Per soddisfare questa esigenza di protezione, il legislatore dapprima ha introdotto uno speciale regime di detraibilità dell'importo corrispondente al credito per rivalsa dell'IVA, ove non soddisfatto dal cessionario del servizio al momento del pagamento del corrispettivo; per poi in realtà giungere al ripristino della regola secondo cui l'emissione di nota di credito IVA - e, dunque, la possibilità di portare in detrazione l'IVA corrispondente alle variazioni in diminuzione, in caso di mancato pagamento connesso a procedure concorsuali - può avvenire solo una volta che dette procedure si sono concluse infruttuosamente.

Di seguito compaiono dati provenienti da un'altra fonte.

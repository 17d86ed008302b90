//! Bridge configuration.
//!
//! Read from a YAML file; every field is optional. Command-line flags
//! override file values.
//!
//! ```yaml
//! board: Arietta_G25
//! remote_address: 192.168.10.20
//! retry_limit: 30
//! inputs: [J4.7, PA22]
//! inverted: [J4.13]
//! ```

use std::path::Path;
use std::time::Duration;

use serde::{Deserialize, Serialize};

use crate::error::{Error, Result};

pub const DEFAULT_BOARD: &str = "Arietta_G25";
pub const DEFAULT_REMOTE_ADDRESS: &str = "192.168.10.20";
pub const DEFAULT_RETRY_LIMIT: u32 = 30;

#[derive(Debug, Clone, PartialEq, Eq, Serialize, Deserialize)]
#[serde(default)]
pub struct Config {
    /// Board name, e.g. `Arietta_G25`.
    pub board: String,

    /// Remote console address, `host` or `host:port`.
    pub remote_address: String,

    /// Failed connect attempts allowed over the whole run; 0 retries
    /// forever.
    pub retry_limit: u32,

    /// Start counting failures again after each successful connect.
    pub reset_retries_on_connect: bool,

    pub poll_interval_ms: u64,
    pub settle_ms: u64,
    pub connect_delay_ms: u64,
    pub cooldown_ms: u64,
    pub connect_timeout_ms: u64,

    /// Pins put in input mode on every connect.
    #[serde(skip_serializing_if = "Vec::is_empty")]
    pub inputs: Vec<String>,

    /// Pins whose writes are inverted on every connect.
    #[serde(skip_serializing_if = "Vec::is_empty")]
    pub inverted: Vec<String>,
}

impl Default for Config {
    fn default() -> Self {
        Self {
            board: DEFAULT_BOARD.to_string(),
            remote_address: DEFAULT_REMOTE_ADDRESS.to_string(),
            retry_limit: DEFAULT_RETRY_LIMIT,
            reset_retries_on_connect: false,
            poll_interval_ms: 100,
            settle_ms: 50,
            connect_delay_ms: 3000,
            cooldown_ms: 1000,
            connect_timeout_ms: 5000,
            inputs: Vec::new(),
            inverted: Vec::new(),
        }
    }
}

impl Config {
    /// Parses a YAML document.
    pub fn from_yaml(text: &str) -> Result<Self> {
        if text.trim().is_empty() {
            return Ok(Self::default());
        }
        let cfg: Config = serde_yaml::from_str(text)?;
        cfg.validate()?;
        Ok(cfg)
    }

    /// Loads a YAML file.
    pub fn load(path: impl AsRef<Path>) -> Result<Self> {
        let text = std::fs::read_to_string(path.as_ref())?;
        Self::from_yaml(&text)
    }

    pub fn to_yaml(&self) -> Result<String> {
        Ok(serde_yaml::to_string(self)?)
    }

    /// Checks values that would stall the bridge.
    pub fn validate(&self) -> Result<()> {
        if self.poll_interval_ms == 0 {
            return Err(Error::Config("poll_interval_ms must be positive".to_string()));
        }
        if self.connect_timeout_ms == 0 {
            return Err(Error::Config("connect_timeout_ms must be positive".to_string()));
        }
        if self.remote_address.trim().is_empty() {
            return Err(Error::Config("remote_address is empty".to_string()));
        }
        Ok(())
    }

    pub fn poll_interval(&self) -> Duration {
        Duration::from_millis(self.poll_interval_ms)
    }

    pub fn settle(&self) -> Duration {
        Duration::from_millis(self.settle_ms)
    }

    pub fn connect_delay(&self) -> Duration {
        Duration::from_millis(self.connect_delay_ms)
    }

    pub fn cooldown(&self) -> Duration {
        Duration::from_millis(self.cooldown_ms)
    }

    pub fn connect_timeout(&self) -> Duration {
        Duration::from_millis(self.connect_timeout_ms)
    }
}
//! Listener worker: applies inbound commands.

use std::sync::Arc;

use acmemesh_mesh::{Message, SensorReport, Session, SessionError};
use tokio_util::sync::CancellationToken;

use crate::command::{self, Command};
use crate::handle::RegistryHandle;
use crate::logger::Logger;
use crate::system::{self, SystemControl};
use crate::{log_debug, log_error, log_info, log_warn};

/// Why the listener returned without a session failure.
#[derive(Debug, Clone, Copy, PartialEq, Eq)]
pub enum ListenerExit {
    /// The cancel token fired.
    Cancelled,
    /// A `stophandler` command arrived.
    StopRequested,
}

pub struct Listener {
    session: Arc<dyn Session>,
    registry: RegistryHandle,
    system: Arc<dyn SystemControl>,
    logger: Arc<dyn Logger>,
}

impl Listener {
    pub fn new(
        session: Arc<dyn Session>,
        registry: RegistryHandle,
        system: Arc<dyn SystemControl>,
        logger: Arc<dyn Logger>,
    ) -> Self {
        Self {
            session,
            registry,
            system,
            logger,
        }
    }

    /// Receives and applies messages until cancelled, stopped by command, or
    /// the session fails.
    pub async fn run(self, cancel: CancellationToken) -> Result<ListenerExit, SessionError> {
        log_debug!(self.logger, "listener started");
        loop {
            let msg = tokio::select! {
                biased;
                _ = cancel.cancelled() => {
                    log_debug!(self.logger, "listener cancelled");
                    return Ok(ListenerExit::Cancelled);
                }
                msg = self.session.recv() => msg,
            };

            let msg = match msg {
                Ok(msg) => msg,
                Err(e) => {
                    log_warn!(self.logger, "listener: {}", e);
                    return Err(e);
                }
            };
            if let Some(exit) = self.handle_message(msg).await? {
                return Ok(exit);
            }
        }
    }

    /// Applies one message. Returns `Some` when the listener should stop.
    pub async fn handle_message(&self, msg: Message) -> Result<Option<ListenerExit>, SessionError> {
        log_debug!(self.logger, "recv {}", msg.kind());
        match msg {
            Message::Broadcast(tokens) => {
                for (i, token) in tokens.iter().enumerate() {
                    let cmd = match command::parse_broadcast(token) {
                        Ok(cmd) => cmd,
                        Err(e) => {
                            log_error!(self.logger, "broadcast: {}", e);
                            continue;
                        }
                    };
                    if let Some(exit) = self.apply(cmd).await? {
                        if i + 1 < tokens.len() {
                            log_warn!(
                                self.logger,
                                "stopping, {} tokens left unprocessed",
                                tokens.len() - i - 1
                            );
                        }
                        return Ok(Some(exit));
                    }
                }
            }
            Message::SensorUpdate(pairs) => {
                for (key, value) in &pairs {
                    self.echo(key, value);
                }
            }
            Message::Unknown(kind) => {
                log_error!(self.logger, "unsupported message kind {:?}", kind);
            }
        }
        Ok(None)
    }

    /// Sensor-update echoes of pin values are recognised but not acted on.
    fn echo(&self, key: &str, value: &str) {
        let Some(name) = command::parse_sensor_key(key) else {
            log_debug!(self.logger, "sensor-update {}={}", key, value);
            return;
        };
        match command::parse_value(value) {
            Ok(v) => match v.as_binary() {
                Some(level) => log_debug!(self.logger, "echo of pin {}: {}", name, level),
                None => log_warn!(self.logger, "echo of pin {}: {:?} is not a level", name, v),
            },
            Err(e) => log_error!(self.logger, "sensor-update {}: {}", key, e),
        }
    }

    /// Applies one command. Registry failures are logged; only session
    /// failures are returned.
    pub async fn apply(&self, cmd: Command) -> Result<Option<ListenerExit>, SessionError> {
        log_debug!(self.logger, "command {:?}", cmd);
        match cmd {
            Command::SetPin { name, on } => {
                if let Err(e) = self.registry.update(&name, on as i64).await {
                    log_error!(self.logger, "pin{}: {}", name, e);
                }
            }
            Command::SetAll { on } => {
                if let Err(e) = self.registry.update_all(on as i64).await {
                    log_error!(self.logger, "all pins: {}", e);
                }
            }
            Command::SetPattern { bits } => {
                if let Err(e) = self.registry.apply_pattern(&bits).await {
                    log_error!(self.logger, "pinpattern: {}", e);
                }
            }
            Command::SetDebug { on } => {
                log_info!(self.logger, "debug {}", if on { "on" } else { "off" });
                self.system.set_debug(on);
            }
            Command::GetTime => {
                self.reply(system::time_report(self.system.now())).await?;
            }
            Command::GetIp => {
                let addr = self.system.ip_address().await;
                if addr.is_none() {
                    log_warn!(self.logger, "no ip address found");
                }
                self.reply(system::ip_report(addr.as_deref())).await?;
            }
            Command::GetVersion => {
                self.reply(system::version_report()).await?;
            }
            Command::Shutdown => {
                log_info!(self.logger, "shutting down the host");
                if let Err(e) = self.system.shutdown().await {
                    log_error!(self.logger, "shutdown: {}", e);
                }
            }
            Command::StopHandler => {
                log_info!(self.logger, "stop requested");
                return Ok(Some(ListenerExit::StopRequested));
            }
        }
        Ok(None)
    }

    async fn reply(&self, report: SensorReport) -> Result<(), SessionError> {
        log_debug!(self.logger, "reply {}", report);
        self.session.send(&report).await
    }
}
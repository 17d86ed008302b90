//! TCP session for the remote-sensor protocol.

use std::net::SocketAddr;
use std::sync::Arc;
use std::time::Duration;

use async_trait::async_trait;
use bytes::BytesMut;
use tokio::io::AsyncWriteExt;
use tokio::net::TcpStream;
use tokio::net::tcp::{OwnedReadHalf, OwnedWriteHalf};
use tokio::sync::{Mutex, mpsc};
use tokio_util::sync::CancellationToken;
use tracing::{debug, trace};

use crate::codec::{self, MAX_FRAME_SIZE};
use crate::error::SessionError;
use crate::message::{Message, SensorReport};
use crate::session::{Connector, Session};

/// Port the remote console listens on.
pub const DEFAULT_PORT: u16 = 42001;

/// Default connect timeout.
pub const DEFAULT_CONNECT_TIMEOUT: Duration = Duration::from_secs(5);

/// Appends [`DEFAULT_PORT`] to `addr` unless it already names a port.
pub fn with_default_port(addr: &str) -> String {
    let addr = addr.trim();
    if addr.parse::<SocketAddr>().is_ok() {
        return addr.to_string();
    }
    if let Some((host, port)) = addr.rsplit_once(':') {
        if !host.contains(':') && port.parse::<u16>().is_ok() {
            return addr.to_string();
        }
        // Bare IPv6 literal.
        return format!("[{}]:{}", addr.trim_matches(|c| c == '[' || c == ']'), DEFAULT_PORT);
    }
    format!("{}:{}", addr, DEFAULT_PORT)
}

/// Opens [`TcpSession`]s.
#[derive(Debug, Clone)]
pub struct TcpConnector {
    addr: String,
    connect_timeout: Duration,
    max_frame_size: usize,
}

impl TcpConnector {
    /// Creates a connector for `addr` (`host` or `host:port`).
    pub fn new(addr: &str) -> Self {
        Self {
            addr: with_default_port(addr),
            connect_timeout: DEFAULT_CONNECT_TIMEOUT,
            max_frame_size: MAX_FRAME_SIZE,
        }
    }

    /// Sets the connect timeout.
    pub fn with_connect_timeout(mut self, timeout: Duration) -> Self {
        self.connect_timeout = timeout;
        self
    }

    /// Sets the maximum inbound frame size.
    pub fn with_max_frame_size(mut self, size: usize) -> Self {
        self.max_frame_size = size;
        self
    }
}

#[async_trait]
impl Connector for TcpConnector {
    fn target(&self) -> String {
        self.addr.clone()
    }

    async fn connect(&self) -> Result<Arc<dyn Session>, SessionError> {
        let stream = tokio::time::timeout(self.connect_timeout, TcpStream::connect(&self.addr))
            .await
            .map_err(|_| SessionError::Connect(format!("{}: timed out", self.addr)))?
            .map_err(|e| SessionError::Connect(format!("{}: {}", self.addr, e)))?;
        stream.set_nodelay(true)?;
        debug!("connected to {}", self.addr);
        Ok(Arc::new(TcpSession::start(stream, self.max_frame_size)))
    }
}

/// A session over one TCP connection.
///
/// A reader task decodes inbound frames into a channel, which keeps
/// [`Session::recv`] cancel-safe.
pub struct TcpSession {
    writer: Mutex<OwnedWriteHalf>,
    inbound: Mutex<mpsc::Receiver<Result<Message, SessionError>>>,
    cancel: CancellationToken,
}

impl TcpSession {
    /// Wraps a connected stream and starts its reader task.
    pub fn start(stream: TcpStream, max_frame_size: usize) -> Self {
        let (reader, writer) = stream.into_split();
        let (tx, rx) = mpsc::channel(64);
        let cancel = CancellationToken::new();

        tokio::spawn(read_loop(reader, tx, cancel.clone(), max_frame_size));

        Self {
            writer: Mutex::new(writer),
            inbound: Mutex::new(rx),
            cancel,
        }
    }
}

async fn read_loop(
    mut reader: OwnedReadHalf,
    tx: mpsc::Sender<Result<Message, SessionError>>,
    cancel: CancellationToken,
    max_frame_size: usize,
) {
    let mut buf = BytesMut::with_capacity(4096);
    loop {
        tokio::select! {
            _ = cancel.cancelled() => break,
            result = codec::read_frame(&mut reader, &mut buf, max_frame_size) => {
                match result {
                    Ok(frame) => {
                        let msg = codec::decode_message(&frame);
                        trace!("recv {:?}", msg);
                        if tx.send(Ok(msg)).await.is_err() {
                            break;
                        }
                    }
                    Err(e) => {
                        let _ = tx.send(Err(e)).await;
                        break;
                    }
                }
            }
        }
    }
}

#[async_trait]
impl Session for TcpSession {
    async fn recv(&self) -> Result<Message, SessionError> {
        let mut rx = self.inbound.lock().await;
        match rx.recv().await {
            Some(result) => result,
            None => Err(SessionError::Closed),
        }
    }

    async fn send(&self, report: &SensorReport) -> Result<(), SessionError> {
        if self.cancel.is_cancelled() {
            return Err(SessionError::Closed);
        }
        let text = codec::encode_report(report);
        trace!("send {}", text);
        let mut writer = self.writer.lock().await;
        codec::write_frame(&mut *writer, text.as_bytes()).await
    }

    async fn close(&self) -> Result<(), SessionError> {
        if self.cancel.is_cancelled() {
            return Ok(());
        }
        self.cancel.cancel();
        let mut writer = self.writer.lock().await;
        // The peer may already be gone; nothing left to report.
        let _ = writer.shutdown().await;
        Ok(())
    }
}

impl Drop for TcpSession {
    fn drop(&mut self) {
        self.cancel.cancel();
    }
}
//! Pin state types.

use std::fmt;

use acmemesh_gpio::{KernelId, PinInfo};

/// How a pin is currently used.
#[derive(Debug, Clone, Copy, PartialEq, Eq, Hash, Default)]
pub enum PinMode {
    #[default]
    Unused,
    Input,
    Output,
}

impl PinMode {
    pub fn as_str(&self) -> &'static str {
        match self {
            PinMode::Unused => "unused",
            PinMode::Input => "input",
            PinMode::Output => "output",
        }
    }
}

impl fmt::Display for PinMode {
    fn fmt(&self, f: &mut fmt::Formatter<'_>) -> fmt::Result {
        f.write_str(self.as_str())
    }
}

/// State of one physical pin.
#[derive(Debug, Clone, PartialEq, Eq)]
pub struct PinState {
    /// Connector label, uppercase (e.g. `J4.13`).
    pub name: String,
    /// MCU line name, uppercase (e.g. `PA25`).
    pub mcu: String,
    pub kernel_id: KernelId,
    pub mode: PinMode,
    /// Last level driven or observed; `None` while the pin is not in use.
    pub value: Option<u8>,
    /// When set, every write is complemented before it reaches the pin.
    pub invert: bool,
}

impl PinState {
    /// Creates an unused pin from a catalog entry.
    pub fn new(info: PinInfo) -> Self {
        Self {
            name: info.name,
            mcu: info.mcu,
            kernel_id: info.kernel_id,
            mode: PinMode::Unused,
            value: None,
            invert: false,
        }
    }

    /// Applies the invert flag to a requested level.
    pub fn effective(&self, value: u8) -> u8 {
        if self.invert { 1 - value } else { value }
    }
}

impl fmt::Display for PinState {
    fn fmt(&self, f: &mut fmt::Formatter<'_>) -> fmt::Result {
        write!(f, "pin {} ({}) mode {} value ", self.name, self.mcu, self.mode)?;
        match self.value {
            Some(v) => write!(f, "{}", v),
            None => f.write_str("none"),
        }
    }
}
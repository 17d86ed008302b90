//! Error types for GPIO access.

use std::io;
use std::path::PathBuf;

use crate::KernelId;

/// Result type alias for GPIO operations.
pub type Result<T> = std::result::Result<T, Error>;

/// Error type for GPIO operations.
#[derive(Debug, thiserror::Error)]
pub enum Error {
    /// IO error while touching a GPIO file.
    #[error("io error on {}: {source}", path.display())]
    Io {
        path: PathBuf,
        #[source]
        source: io::Error,
    },

    /// Board name not known, or known but without a pin table.
    #[error("board {0} not supported")]
    UnsupportedBoard(String),

    /// MCU pin name that does not follow the `P<bank><offset>` scheme.
    #[error("invalid mcu pin name: {0}")]
    InvalidMcuName(String),

    /// Kernel id that the driver does not manage.
    #[error("unknown kernel id {0}")]
    UnknownKernelId(KernelId),

    /// Value outside `0`/`1`, either written or read back.
    #[error("invalid pin value: {0}")]
    InvalidValue(String),

    /// The GPIO interface is missing or not usable.
    #[error("gpio interface unavailable: {0}")]
    Unavailable(String),
}

impl Error {
    pub(crate) fn io(path: impl Into<PathBuf>, source: io::Error) -> Self {
        Error::Io {
            path: path.into(),
            source,
        }
    }
}
/// Runs a supervisor with retry limit 3 over [`flaky_connector`], breaks
/// the session once it runs, and returns the result with the failed
/// attempt numbers.
async fn run_flaky(
    reset_retries_on_connect: bool,
) -> (std::result::Result<Exit, SupervisorError>, Vec<u32>, usize) {
    let (reg, _) = registry();
    let (connector, peer) = flaky_connector();

    let mut options = fast_options();
    options.retry_limit = 3;
    options.reset_retries_on_connect = reset_retries_on_connect;
    let sup = supervisor(connector.clone(), &reg, options);
    let mut events = sup.subscribe();
    let task = tokio::spawn(async move { sup.run(CancellationToken::new()).await });

    let mut observer = events.resubscribe();
    wait_for_state(&mut observer, ConnectionState::Running).await;
    peer.break_with(SessionError::Closed);

    let result = task.await.unwrap();
    let attempts: Vec<u32> = drain(&mut events)
        .into_iter()
        .filter_map(|ev| match ev {
            SupervisorEvent::ConnectFailed { attempt } => Some(attempt),
            _ => None,
        })
        .collect();
    (result, attempts, connector.attempts())
}

#[tokio::test(start_paused = true)]
async fn test_supervisor_failures_count_over_the_run() {
    let (result, attempts, tried) = run_flaky(false).await;
    assert!(matches!(
        result,
        Err(SupervisorError::RetriesExhausted { attempts: 3, .. })
    ));
    // The third failure overall ends the run, one session later.
    assert_eq!(attempts, vec![1, 2, 3]);
    assert_eq!(tried, 4);
}

#[tokio::test(start_paused = true)]
async fn test_supervisor_failure_counter_resets_when_enabled() {
    let (result, attempts, tried) = run_flaky(true).await;
    assert!(matches!(
        result,
        Err(SupervisorError::RetriesExhausted { attempts: 3, .. })
    ));
    assert_eq!(attempts, vec![1, 2, 1, 2, 3]);
    assert_eq!(tried, 6);
}

#[tokio::test(start_paused = true)]
async fn test_supervisor_stop_handler() {
    let (reg, pins) = registry();
    let connector = Arc::new(PipeConnector::new());
    let (session, peer) = new_pipe();
    connector.push_session(session);

    let sup = supervisor(connector, &reg, fast_options());
    let mut events = sup.subscribe();
    let task = tokio::spawn(async move { sup.run(CancellationToken::new()).await });

    peer.broadcast("allon").await.unwrap();
    wait_for_value(&reg, 0, Some(1)).await;
    peer.broadcast("stophandler").await.unwrap();

    assert_eq!(task.await.unwrap(), Ok(Exit::Stopped));
    assert!(peer.is_closed());
    assert!(reg.snapshot().await.unwrap().iter().all(|p| p.mode == PinMode::Unused));
    assert_eq!(pins.direction(KernelId(55)), acmemesh_gpio::Direction::Input);

    let evs = drain(&mut events);
    assert!(!evs.contains(&SupervisorEvent::State(ConnectionState::Disconnected)));
    assert_eq!(
        &evs[evs.len() - 2..],
        &[SupervisorEvent::WorkersJoined, SupervisorEvent::PinsReset]
    );
}

#[tokio::test(start_paused = true)]
async fn test_supervisor_interrupt() {
    let (reg, _) = registry();
    let connector = Arc::new(PipeConnector::new());
    let (session, peer) = new_pipe();
    connector.push_session(session);

    let sup = supervisor(connector, &reg, fast_options());
    let mut events = sup.subscribe();
    let shutdown = CancellationToken::new();
    let task = {
        let shutdown = shutdown.clone();
        tokio::spawn(async move { sup.run(shutdown).await })
    };

    wait_for_state(&mut events, ConnectionState::Running).await;
    shutdown.cancel();
    assert_eq!(task.await.unwrap(), Ok(Exit::Interrupted));
    assert!(peer.is_closed());
    assert_eq!(
        drain(&mut events),
        vec![SupervisorEvent::WorkersJoined, SupervisorEvent::PinsReset]
    );
}

#[tokio::test(start_paused = true)]
async fn test_supervisor_interrupt_while_connecting() {
    let (reg, _) = registry();
    let connector = Arc::new(PipeConnector::new());
    let mut options = fast_options();
    options.retry_limit = 0;
    let sup = supervisor(connector.clone(), &reg, options);

    let shutdown = CancellationToken::new();
    let task = {
        let shutdown = shutdown.clone();
        tokio::spawn(async move { sup.run(shutdown).await })
    };
    tokio::time::sleep(Duration::from_millis(500)).await;
    shutdown.cancel();

    assert_eq!(task.await.unwrap(), Ok(Exit::Interrupted));
    // Infinite retry kept trying.
    assert!(connector.attempts() > 10);
}
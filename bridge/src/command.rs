//! Broadcast command parsing.
//!
//! Tokens are matched on exact lowercase keywords; only pin names are
//! case-insensitive. Parsing is pure: applying a [`Command`] is up to the
//! listener.

use crate::error::ParseError;

/// A parsed broadcast token.
#[derive(Debug, Clone, PartialEq, Eq)]
pub enum Command {
    /// `pin<NAME>on` / `pin<NAME>off`. The name is uppercased.
    SetPin { name: String, on: bool },
    /// `allon` / `alloff`.
    SetAll { on: bool },
    /// `pinpattern<bits>`.
    SetPattern { bits: String },
    /// `sghdebugon` / `sghdebugoff`.
    SetDebug { on: bool },
    GetTime,
    GetIp,
    GetVersion,
    Shutdown,
    StopHandler,
}

/// Parses one broadcast token. Surrounding whitespace is ignored, and so is
/// whitespace between a keyword and its argument (`sghdebug on`,
/// `pinpattern 0110`).
pub fn parse_broadcast(token: &str) -> Result<Command, ParseError> {
    let token = token.trim();
    let unknown = || ParseError::UnknownCommand(token.to_string());

    if let Some(bits) = token.strip_prefix("pinpattern") {
        return Ok(Command::SetPattern {
            bits: bits.trim().to_string(),
        });
    }
    if let Some(rest) = token.strip_prefix("pin") {
        let (name, on) = on_off_suffix(rest).ok_or_else(unknown)?;
        let name = name.trim();
        if name.is_empty() {
            return Err(unknown());
        }
        return Ok(Command::SetPin {
            name: name.to_ascii_uppercase(),
            on,
        });
    }
    if let Some(rest) = token.strip_prefix("all") {
        return match on_off_suffix(rest) {
            Some((arg, on)) if arg.trim().is_empty() => Ok(Command::SetAll { on }),
            _ => Err(unknown()),
        };
    }
    if let Some(rest) = token.strip_prefix("sghdebug") {
        return match on_off_suffix(rest) {
            Some((arg, on)) if arg.trim().is_empty() => Ok(Command::SetDebug { on }),
            _ => Err(unknown()),
        };
    }

    match token {
        "gettime" => Ok(Command::GetTime),
        "getip" => Ok(Command::GetIp),
        "getversion" => Ok(Command::GetVersion),
        "shutdown" => Ok(Command::Shutdown),
        "stophandler" => Ok(Command::StopHandler),
        _ => Err(unknown()),
    }
}

fn on_off_suffix(rest: &str) -> Option<(&str, bool)> {
    if let Some(head) = rest.strip_suffix("on") {
        Some((head, true))
    } else {
        rest.strip_suffix("off").map(|head| (head, false))
    }
}

/// A parsed value token.
#[derive(Debug, Clone, Copy, PartialEq)]
pub enum Value {
    /// Empty token: nothing to do.
    Empty,
    Number(f64),
}

impl Value {
    /// Returns the value as a pin level if it is exactly 0 or 1.
    pub fn as_binary(&self) -> Option<i64> {
        match self {
            Value::Number(n) if *n == 0.0 => Some(0),
            Value::Number(n) if *n == 1.0 => Some(1),
            _ => None,
        }
    }
}

/// Parses a value token: `on`/`1` are 1, `off`/`0` are 0, other numbers
/// stand for themselves and the empty token is [`Value::Empty`].
pub fn parse_value(token: &str) -> Result<Value, ParseError> {
    let token = token.trim();
    match token {
        "" => Ok(Value::Empty),
        "on" | "1" => Ok(Value::Number(1.0)),
        "off" | "0" => Ok(Value::Number(0.0)),
        _ => token
            .parse::<f64>()
            .ok()
            .filter(|n| n.is_finite())
            .map(Value::Number)
            .ok_or_else(|| ParseError::InvalidValue(token.to_string())),
    }
}

/// Extracts the pin name from a `pin<NAME>` sensor-update key.
pub fn parse_sensor_key(key: &str) -> Option<&str> {
    let name = key.trim().strip_prefix("pin")?;
    if name.is_empty() { None } else { Some(name) }
}

#[cfg(test)]
mod command_tests {
    use super::*;

    #[test]
    fn test_parse_set_pin() {
        assert_eq!(
            parse_broadcast("pinPA25on"),
            Ok(Command::SetPin {
                name: "PA25".to_string(),
                on: true
            })
        );
        assert_eq!(
            parse_broadcast(" pinj4.7off "),
            Ok(Command::SetPin {
                name: "J4.7".to_string(),
                on: false
            })
        );
        assert!(parse_broadcast("pinon").is_err());
        assert!(parse_broadcast("pinPA25").is_err());
    }

    #[test]
    fn test_parse_pattern() {
        assert_eq!(
            parse_broadcast("pinpattern0110"),
            Ok(Command::SetPattern {
                bits: "0110".to_string()
            })
        );
        assert_eq!(
            parse_broadcast("pinpattern 0110"),
            Ok(Command::SetPattern {
                bits: "0110".to_string()
            })
        );
        assert_eq!(
            parse_broadcast("pinpattern"),
            Ok(Command::SetPattern {
                bits: String::new()
            })
        );
    }

    #[test]
    fn test_parse_keywords() {
        assert_eq!(parse_broadcast("allon"), Ok(Command::SetAll { on: true }));
        assert_eq!(parse_broadcast("alloff"), Ok(Command::SetAll { on: false }));
        assert_eq!(parse_broadcast("sghdebugon"), Ok(Command::SetDebug { on: true }));
        assert_eq!(parse_broadcast("sghdebug off"), Ok(Command::SetDebug { on: false }));
        assert_eq!(parse_broadcast("gettime"), Ok(Command::GetTime));
        assert_eq!(parse_broadcast("getip"), Ok(Command::GetIp));
        assert_eq!(parse_broadcast("getversion"), Ok(Command::GetVersion));
        assert_eq!(parse_broadcast("shutdown"), Ok(Command::Shutdown));
        assert_eq!(parse_broadcast("stophandler"), Ok(Command::StopHandler));
    }

    #[test]
    fn test_parse_rejects_unknown() {
        assert_eq!(
            parse_broadcast("bogus"),
            Err(ParseError::UnknownCommand("bogus".to_string()))
        );
        assert!(parse_broadcast("GETTIME").is_err());
        assert!(parse_broadcast("allmaybe").is_err());
        assert!(parse_broadcast("allxon").is_err());
        assert!(parse_broadcast("").is_err());
    }

    #[test]
    fn test_parse_value() {
        assert_eq!(parse_value(""), Ok(Value::Empty));
        assert_eq!(parse_value("on"), Ok(Value::Number(1.0)));
        assert_eq!(parse_value("1"), Ok(Value::Number(1.0)));
        assert_eq!(parse_value("off"), Ok(Value::Number(0.0)));
        assert_eq!(parse_value("0"), Ok(Value::Number(0.0)));
        assert_eq!(parse_value("2.5"), Ok(Value::Number(2.5)));
        assert!(parse_value("high").is_err());
        assert!(parse_value("NaN").is_err());

        assert_eq!(parse_value("on").unwrap().as_binary(), Some(1));
        assert_eq!(parse_value("2.5").unwrap().as_binary(), None);
        assert_eq!(Value::Empty.as_binary(), None);
    }

    #[test]
    fn test_parse_sensor_key() {
        assert_eq!(parse_sensor_key("pinJ4.7"), Some("J4.7"));
        assert_eq!(parse_sensor_key("pin"), None);
        assert_eq!(parse_sensor_key("ipaddress"), None);
    }
}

Questo comporta, in sostanza, che il corrispettivo della prestazione viene intaccato nella misura in cui il credito per rivalsa dell'IVA rimane insoddisfatto almeno fino a quando non è possibile per il professionista (o lavoratore autonomo) portare tale importo in detrazione dell'IVA.

Prosegue la Corte, specificando ulteriori passaggi necessari ai fini della comprensione della vicenda giuridica, che la disciplina di tutela enunciata supra, non è mai stata in realtà applicata, facendo però seguito, quasi senza soluzione di continuità, altra disciplina - quella censurata dal giudice rimettente - che risponde alla stessa ratio, seppur con diverso meccanismo giuridico: Il legislatore della legge di bilancio per l'anno finanziario 2018 ha previsto, all'art. 1, comma 474, che all'articolo 2751-bis, numero 2), del c.c., dopo le parole: "le retribuzioni dei professionisti" sono inserite le seguenti: ",compresi il contributo integrativo da versare alla rispettiva cassa di previdenza ed assistenza e il credito di rivalsa per l'imposta sul valore aggiunto,"».

Per effetto di questo riallineamento, il credito avente ad oggetto il corrispettivo del servizio del "professionista" e il credito per rivalsa dell'IVA hanno lo stesso privilegio generale sui mobili.

In conclusione, la Consulta, secondo un'interpretazione adeguatrice, costituzionalmente orientata al rispetto del principio di eguaglianza, afferma che l'estensione del privilegio al credito di rivalsa IVA, operata dall'art. 1, comma 474, della Legge n. 205/2017, benché testualmente collocata a fianco della sola categoria dei «professionisti», non può avere l'effetto - di far rivivere, seppur al limitato effetto dell'estensione del privilegio, una tale distinzione, che sarebbe altrimenti ingiustificata e come tale illegittima.